* _Stored items_
»»
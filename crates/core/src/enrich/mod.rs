//! Enrichment stage: add the macro-region name from a local reference file
//!
//! The reference file is a CSV with one row per state (`codigo_uf,nome_regiao`). It is read
//! fresh on every run and left-joined onto the municipalities by state code.

mod error;
mod join;

use std::path::{Path, PathBuf};

use serde::Serialize;
use tracing::{info, warn};

use crate::pipeline::PipelineConfig;
use crate::table::{Table, read_csv_file};
use crate::transform::ID_UF;

pub use error::EnrichError;
pub use join::{JoinStats, left_join};

/// Reference join key column
pub const CODIGO_UF: &str = "codigo_uf";
/// Region name column supplied by the reference file
pub const NOME_REGIAO: &str = "nome_regiao";

/// Outcome counters for an enrichment pass
#[derive(Debug, Clone, Copy, Default, PartialEq, Eq, Serialize)]
pub struct EnrichStats {
    pub reference_rows: usize,
    pub matched_rows: usize,
    pub unmatched_rows: usize,
}

/// Left-joins the reference table onto the main table
#[derive(Debug, Clone)]
pub struct Enricher {
    reference_path: PathBuf,
}

impl Enricher {
    /// Create an enricher reading the given reference file
    pub fn new(reference_path: impl Into<PathBuf>) -> Self {
        Self {
            reference_path: reference_path.into(),
        }
    }

    /// Create an enricher from pipeline configuration
    pub fn from_config(config: &PipelineConfig) -> Self {
        Self::new(&config.reference_path)
    }

    /// Reference file path
    pub fn reference_path(&self) -> &Path {
        &self.reference_path
    }

    /// Read the reference table
    pub fn load_reference(&self) -> Result<Table, EnrichError> {
        read_csv_file(&self.reference_path).map_err(|source| {
            if source.is_not_found() {
                EnrichError::ReferenceNotFound(self.reference_path.clone())
            } else {
                EnrichError::Reference {
                    path: self.reference_path.clone(),
                    source,
                }
            }
        })
    }

    /// Enrich a table, discarding the counters
    pub fn enrich(&self, table: Table) -> Result<Table, EnrichError> {
        self.enrich_with_stats(table).map(|(table, _)| table)
    }

    /// Join `id_uf` against the reference `codigo_uf` and drop `codigo_uf`
    pub fn enrich_with_stats(&self, table: Table) -> Result<(Table, EnrichStats), EnrichError> {
        info!("Enriching data");

        let reference = self.load_reference()?;
        info!(
            path = %self.reference_path.display(),
            rows = reference.row_count(),
            "Enrichment data loaded"
        );

        let (mut joined, join) = left_join(table, &reference, ID_UF, CODIGO_UF)?;
        joined.drop_column(CODIGO_UF)?;

        if join.unmatched_rows > 0 {
            warn!(
                rows = join.unmatched_rows,
                "Rows without a matching region; nome_regiao left null"
            );
        }
        info!("Data enriched with macro-region information");

        Ok((
            joined,
            EnrichStats {
                reference_rows: reference.row_count(),
                matched_rows: join.matched_rows,
                unmatched_rows: join.unmatched_rows,
            },
        ))
    }
}

#[cfg(test)]
mod tests {
    use super::*;
    use serde_json::{Value, json};
    use tempfile::TempDir;

    fn main_table() -> Table {
        Table::from_records(vec![
            json!({"id_municipio": 1, "id_uf": 10, "sigla_uf": "AL"}),
            json!({"id_municipio": 2, "id_uf": 35, "sigla_uf": "SP"}),
            json!({"id_municipio": 3, "id_uf": 99, "sigla_uf": "XX"}),
            json!({"id_municipio": 4, "id_uf": null, "sigla_uf": null}),
        ])
        .unwrap()
    }

    fn write_reference(dir: &TempDir, contents: &str) -> PathBuf {
        let path = dir.path().join("regioes_enriquecimento.csv");
        std::fs::write(&path, contents).unwrap();
        path
    }

    #[test]
    fn test_left_join_preserves_rows() {
        let dir = TempDir::new().unwrap();
        let path = write_reference(&dir, "codigo_uf,nome_regiao\n10,Nordeste\n35,Sudeste\n");

        let (table, stats) = Enricher::new(path).enrich_with_stats(main_table()).unwrap();

        assert_eq!(table.row_count(), 4);
        assert_eq!(
            table.columns(),
            ["id_municipio", "id_uf", "sigla_uf", NOME_REGIAO]
        );
        assert_eq!(table.get(0, NOME_REGIAO), Some(&json!("Nordeste")));
        assert_eq!(table.get(1, NOME_REGIAO), Some(&json!("Sudeste")));
        assert_eq!(table.get(2, NOME_REGIAO), Some(&Value::Null));
        assert_eq!(table.get(3, NOME_REGIAO), Some(&Value::Null));
        assert_eq!(stats.reference_rows, 2);
        assert_eq!(stats.matched_rows, 2);
        assert_eq!(stats.unmatched_rows, 2);
    }

    #[test]
    fn test_missing_reference_file() {
        let dir = TempDir::new().unwrap();
        let enricher = Enricher::new(dir.path().join("absent.csv"));
        let err = enricher.enrich(main_table()).unwrap_err();
        assert!(matches!(err, EnrichError::ReferenceNotFound(_)));
        assert!(err.user_message().contains("Hint:"));
    }

    #[test]
    fn test_reference_without_join_key() {
        let dir = TempDir::new().unwrap();
        let path = write_reference(&dir, "uf,nome_regiao\n10,Nordeste\n");
        let err = Enricher::new(path).enrich(main_table()).unwrap_err();
        assert!(matches!(err, EnrichError::Table(_)));
    }

    #[test]
    fn test_malformed_reference_file() {
        let dir = TempDir::new().unwrap();
        let path = write_reference(&dir, "codigo_uf,nome_regiao\n10,Nordeste,extra\n");
        let err = Enricher::new(path).enrich(main_table()).unwrap_err();
        assert!(matches!(err, EnrichError::Reference { .. }));
    }
}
««
Where the word "PathBuf" shows up in a line of the records above, count that line; then give the count by itself.

* _Task response_
4